TEL AVIV, September 22 (RIA Novosti) -U.S. President Barack Obama, Israeli Prime Minister Benjamin Netanyahu and Palestinian President Mahmoud Abbas will meet on Tuesday to discuss Middle East peace efforts.
U.S. Secretary of State Hillary Clinton and Israeli Defense Minister Ehud Barak could also take part in the talks, held within the framework of the United Nations General Assembly. Before the meeting, Obama will hold bilateral talks with the Israeli and Palestinian leaders.
The White House said on Monday the administration has no "grand expectations" for the informal trilateral summit.
"We have no grand expectations out of one meeting," Haaretz quoted White House spokesman Robert Gibbs as saying.
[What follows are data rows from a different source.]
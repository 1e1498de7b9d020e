//! Post write and read paths, plus the post service's own event handler.

use std::sync::Arc;

use async_trait::async_trait;
use metrics::counter;
use ripple_events::{DomainEvent, PostCreated, PostDeleted};
use serde::Deserialize;
use time::OffsetDateTime;
use tracing::{info, instrument, warn};
use uuid::Uuid;

use crate::application::error::{AppError, HandlerError};
use crate::application::repos::{PostPage, PostsRepo};
use crate::broker::{EventHandler, EventPublisher};
use crate::cache::{CacheError, CacheKey, CacheLayer, KeyPattern};
use crate::domain::entities::PostRecord;
use crate::domain::error::DomainError;
use crate::domain::posts::{normalize_page, validate_content};

const METRIC_CACHE_DEGRADED: &str = "ripple_cache_degraded_total";

#[derive(Debug, Clone, Default, Deserialize)]
pub struct CreatePostCommand {
    pub content: String,
    #[serde(default, rename = "mediaIds")]
    pub media_ids: Vec<Uuid>,
}

#[derive(Clone)]
pub struct PostService {
    repo: Arc<dyn PostsRepo>,
    cache: CacheLayer,
    publisher: EventPublisher,
}

impl PostService {
    pub fn new(repo: Arc<dyn PostsRepo>, cache: CacheLayer, publisher: EventPublisher) -> Self {
        Self {
            repo,
            cache,
            publisher,
        }
    }

    #[instrument(skip(self, command))]
    pub async fn create_post(
        &self,
        user_id: &str,
        command: CreatePostCommand,
    ) -> Result<PostRecord, AppError> {
        let content = validate_content(&command.content)?;
        let record = PostRecord {
            id: Uuid::new_v4(),
            user_id: user_id.to_string(),
            content,
            media_ids: command.media_ids,
            created_at: OffsetDateTime::now_utc(),
        };

        self.repo.insert_post(&record).await?;
        self.invalidate_after_write(record.id).await;

        let event = DomainEvent::from(PostCreated {
            post_id: record.id,
            user_id: record.user_id.clone(),
            content: record.content.clone(),
            created_at: record.created_at,
        });
        self.announce(&event).await;

        info!(post_id = %record.id, "Post created");
        Ok(record)
    }

    pub async fn get_post(&self, id: Uuid) -> Result<PostRecord, AppError> {
        let repo = Arc::clone(&self.repo);
        self.cache
            .read_through(&CacheKey::Post(id), || async move { repo.find_post(id).await })
            .await?
            .ok_or_else(|| DomainError::not_found("post").into())
    }

    pub async fn list_posts(
        &self,
        page: Option<u32>,
        limit: Option<u32>,
    ) -> Result<PostPage, AppError> {
        let (page, limit) = normalize_page(page, limit);
        let repo = Arc::clone(&self.repo);
        let loaded = self
            .cache
            .read_through(&CacheKey::PostList { page, limit }, || async move {
                repo.list_posts(page, limit).await.map(Some)
            })
            .await?;
        loaded.ok_or_else(|| AppError::unexpected("post listing returned no page"))
    }

    /// Delete a post owned by `user_id`. Someone else's post reads as missing.
    #[instrument(skip(self))]
    pub async fn delete_post(&self, user_id: &str, id: Uuid) -> Result<PostRecord, AppError> {
        let removed = self
            .repo
            .delete_post(id, user_id)
            .await?
            .ok_or(DomainError::not_found("post"))?;
        self.invalidate_after_write(id).await;

        let event = DomainEvent::from(PostDeleted {
            post_id: removed.id,
            user_id: removed.user_id.clone(),
            media_ids: removed.media_ids.clone(),
        });
        self.announce(&event).await;

        info!(post_id = %id, "Post deleted");
        Ok(removed)
    }

    // The write is committed at this point; a cache failure must not turn it
    // into an error response.
    async fn invalidate_after_write(&self, id: Uuid) {
        if let Err(err) = invalidate_post_namespaces(&self.cache, id).await {
            counter!(METRIC_CACHE_DEGRADED, "op" => "invalidate").increment(1);
            warn!(post_id = %id, error = %err, "Post cache invalidation failed");
        }
    }

    async fn announce(&self, event: &DomainEvent) {
        if let Err(err) = self.publisher.publish_event(event).await {
            warn!(
                routing_key = event.routing_key(),
                post_id = %event.post_id(),
                error = %err,
                "Event not published after committed write"
            );
        }
    }
}

async fn invalidate_post_namespaces(cache: &CacheLayer, id: Uuid) -> Result<(), CacheError> {
    cache.invalidate_key(&CacheKey::Post(id)).await?;
    cache.invalidate_by_pattern(&KeyPattern::AllPostLists).await?;
    Ok(())
}

/// Clears post caches when any replica reports a write.
///
/// The write path already invalidates before returning; this repeats it for
/// other replicas and retries through the consumer when that attempt failed.
pub struct PostCacheInvalidator {
    cache: CacheLayer,
}

impl PostCacheInvalidator {
    pub fn new(cache: CacheLayer) -> Self {
        Self { cache }
    }
}

#[async_trait]
impl EventHandler<PostCreated> for PostCacheInvalidator {
    fn name(&self) -> &'static str {
        "post_cache_invalidator"
    }

    async fn handle(&self, event: &PostCreated) -> Result<(), HandlerError> {
        invalidate_post_namespaces(&self.cache, event.post_id).await?;
        Ok(())
    }
}

#[async_trait]
impl EventHandler<PostDeleted> for PostCacheInvalidator {
    fn name(&self) -> &'static str {
        "post_cache_invalidator"
    }

    async fn handle(&self, event: &PostDeleted) -> Result<(), HandlerError> {
        invalidate_post_namespaces(&self.cache, event.post_id).await?;
        Ok(())
    }
}
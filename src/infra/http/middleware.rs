use std::time::Instant;

use axum::{body::Body, http::Request, middleware::Next, response::Response};
use tracing::{error, warn};
use uuid::Uuid;

use crate::application::error::ErrorReport;

use super::auth::USER_ID_HEADER;

#[derive(Clone)]
pub struct RequestContext {
    pub request_id: String,
}

pub async fn set_request_context(mut request: Request<Body>, next: Next) -> Response {
    let request_id = Uuid::new_v4().to_string();
    let ctx = RequestContext {
        request_id: request_id.clone(),
    };
    request.extensions_mut().insert(ctx.clone());

    let mut response = next.run(request).await;
    response.extensions_mut().insert(ctx);
    response
}

pub async fn log_responses(request: Request<Body>, next: Next) -> Response {
    let method = request.method().clone();
    let uri = request.uri().clone();
    let start = Instant::now();

    let user_id = request
        .headers()
        .get(USER_ID_HEADER)
        .and_then(|value| value.to_str().ok())
        .map(str::to_string);

    let request_id = request
        .extensions()
        .get::<RequestContext>()
        .map(|ctx| ctx.request_id.clone())
        .unwrap_or_default();

    let mut response = next.run(request).await;
    let status = response.status();

    if status.is_client_error() || status.is_server_error() {
        let elapsed_ms = start.elapsed().as_millis();
        let report = response.extensions_mut().remove::<ErrorReport>();
        let (source, messages) = match report {
            Some(report) => (report.source, report.messages),
            None => ("unknown", Vec::new()),
        };
        let detail = messages
            .first()
            .cloned()
            .unwrap_or_else(|| "no diagnostic available".to_string());

        if status.is_server_error() {
            error!(
                target = "ripple::http::response",
                status = status.as_u16(),
                method = %method,
                path = %uri.path(),
                query = uri.query().unwrap_or(""),
                elapsed_ms = elapsed_ms,
                source = source,
                detail = %detail,
                chain = ?messages,
                request_id = request_id,
                user_id = user_id.as_deref().unwrap_or(""),
                "request failed",
            );
        } else {
            warn!(
                target = "ripple::http::response",
                status = status.as_u16(),
                method = %method,
                path = %uri.path(),
                query = uri.query().unwrap_or(""),
                elapsed_ms = elapsed_ms,
                source = source,
                detail = %detail,
                chain = ?messages,
                request_id = request_id,
                user_id = user_id.as_deref().unwrap_or(""),
                "client request error",
            );
        }
    }

    response
}
//! Ripple Cache System
//!
//! Read-path services share one key-value cache. This module provides:
//!
//! - **Store adapters**: [`CacheStore`] implemented by Redis and by an
//!   in-process map with the same expiry and cursor-scan semantics.
//! - **Keys**: typed [`CacheKey`] / [`KeyPattern`] values rendering the
//!   `post:<id>`, `posts:<page>:<limit>` and `search:user:<uid>:query:<q>`
//!   namespaces.
//! - **Consistency layer**: [`CacheLayer`] with cache-aside reads and exact-key
//!   or pattern-scan invalidation.
//!
//! ## Configuration
//!
//! ```toml
//! [cache]
//! url = "redis://127.0.0.1:6379"
//! ttl_seconds = 300
//! scan_count = 100
//! ```

mod config;
mod keys;
mod layer;
mod memory;
mod pattern;
mod redis_store;
mod store;

pub use config::CacheConfig;
pub use keys::{CacheKey, KeyPattern};
pub use layer::CacheLayer;
pub use memory::InMemoryCache;
pub use pattern::{escape_glob, glob_matches};
pub use redis_store::RedisCache;
pub use store::{CacheError, CacheStore, ScanPage};
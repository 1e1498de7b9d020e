use std::sync::Arc;

use axum::{
    Json, Router,
    extract::{Query, State, rejection::QueryRejection},
    response::IntoResponse,
    routing::get,
};
use serde::{Deserialize, Serialize};
use serde_json::json;
use time::OffsetDateTime;
use uuid::Uuid;

use crate::application::error::AppError;
use crate::application::search::SearchService;
use crate::domain::entities::SearchDocument;
use crate::infra::http::UserId;

use super::query_rejection;

#[derive(Clone)]
pub struct SearchState {
    pub search: Arc<SearchService>,
}

pub(in crate::infra::http) fn router(state: SearchState) -> Router {
    Router::new()
        .route("/api/search/posts", get(search_posts))
        .with_state(state)
}

#[derive(Debug, Default, Deserialize)]
struct SearchQuery {
    query: Option<String>,
}

#[derive(Debug, Serialize)]
#[serde(rename_all = "camelCase")]
struct SearchHit {
    post_id: Uuid,
    user_id: String,
    content: String,
    #[serde(with = "time::serde::rfc3339")]
    created_at: OffsetDateTime,
}

impl From<SearchDocument> for SearchHit {
    fn from(document: SearchDocument) -> Self {
        Self {
            post_id: document.post_id,
            user_id: document.user_id,
            content: document.content,
            created_at: document.created_at,
        }
    }
}

async fn search_posts(
    State(state): State<SearchState>,
    user: UserId,
    query: Result<Query<SearchQuery>, QueryRejection>,
) -> Result<impl IntoResponse, AppError> {
    let Query(query) = query.map_err(query_rejection)?;
    let results = state
        .search
        .search(user.as_str(), query.query.as_deref().unwrap_or_default())
        .await?;

    Ok(Json(json!({
        "success": true,
        "count": results.len(),
        "results": results.into_iter().map(SearchHit::from).collect::<Vec<_>>(),
    })))
}
use async_trait::async_trait;
use time::OffsetDateTime;
use uuid::Uuid;

use crate::application::repos::{RepoError, SearchRepo};
use crate::domain::entities::SearchDocument;

use super::{PostgresRepositories, map_sqlx_error};

#[derive(sqlx::FromRow)]
struct SearchDocumentRow {
    post_id: Uuid,
    user_id: String,
    content: String,
    created_at: OffsetDateTime,
}

impl From<SearchDocumentRow> for SearchDocument {
    fn from(row: SearchDocumentRow) -> Self {
        Self {
            post_id: row.post_id,
            user_id: row.user_id,
            content: row.content,
            created_at: row.created_at,
        }
    }
}

#[async_trait]
impl SearchRepo for PostgresRepositories {
    async fn insert_document(&self, document: &SearchDocument) -> Result<bool, RepoError> {
        let result = sqlx::query(
            r#"
            INSERT INTO search_documents (post_id, user_id, content, created_at)
            VALUES ($1, $2, $3, $4)
            ON CONFLICT (post_id) DO NOTHING
            "#,
        )
        .bind(document.post_id)
        .bind(&document.user_id)
        .bind(&document.content)
        .bind(document.created_at)
        .execute(self.pool())
        .await
        .map_err(map_sqlx_error)?;

        Ok(result.rows_affected() > 0)
    }

    async fn delete_document(&self, post_id: Uuid, user_id: &str) -> Result<bool, RepoError> {
        let result = sqlx::query("DELETE FROM search_documents WHERE post_id = $1 AND user_id = $2")
            .bind(post_id)
            .bind(user_id)
            .execute(self.pool())
            .await
            .map_err(map_sqlx_error)?;

        Ok(result.rows_affected() > 0)
    }

    async fn search_documents(
        &self,
        user_id: &str,
        query: &str,
        limit: u32,
    ) -> Result<Vec<SearchDocument>, RepoError> {
        let rows = sqlx::query_as::<_, SearchDocumentRow>(
            r#"
            SELECT post_id, user_id, content, created_at
            FROM search_documents
            WHERE user_id = $1
              AND to_tsvector('english', content) @@ plainto_tsquery('english', $2)
            ORDER BY ts_rank(to_tsvector('english', content), plainto_tsquery('english', $2)) DESC,
                     created_at DESC
            LIMIT $3
            "#,
        )
        .bind(user_id)
        .bind(query)
        .bind(i64::from(limit))
        .fetch_all(self.pool())
        .await
        .map_err(map_sqlx_error)?;

        Ok(rows.into_iter().map(SearchDocument::from).collect())
    }
}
The issue of Jewish outposts has become the main obstacle to reviving peace talks with the Palestinians, and a sticking point in relations with the United States, Israel's main strategic ally.
Under the internationally agreed roadmap for Middle East peace, Israel is obliged to freeze all settlement construction activity, and remove unauthorized outposts built since 2001.
Israeli and Palestinian leaders have both indicated they would not bend on the settlement issue before the New York meeting.
"You have never heard the prime minister say he would freeze settlement building. The opposite is true," Israeli premier Nir Hefetz told Army Radio.
A spokesman for the Palestinian president, Nabil Abu Rdainah, reiterated that a halt in the settlement construction was among the main conditions for the resumption of full-scale negotiations.
"First, negotiations should focus on the six final status issues without any postponement of any issue. Second, all settlement [activity] must be halted," Haaretz quoted him as saying.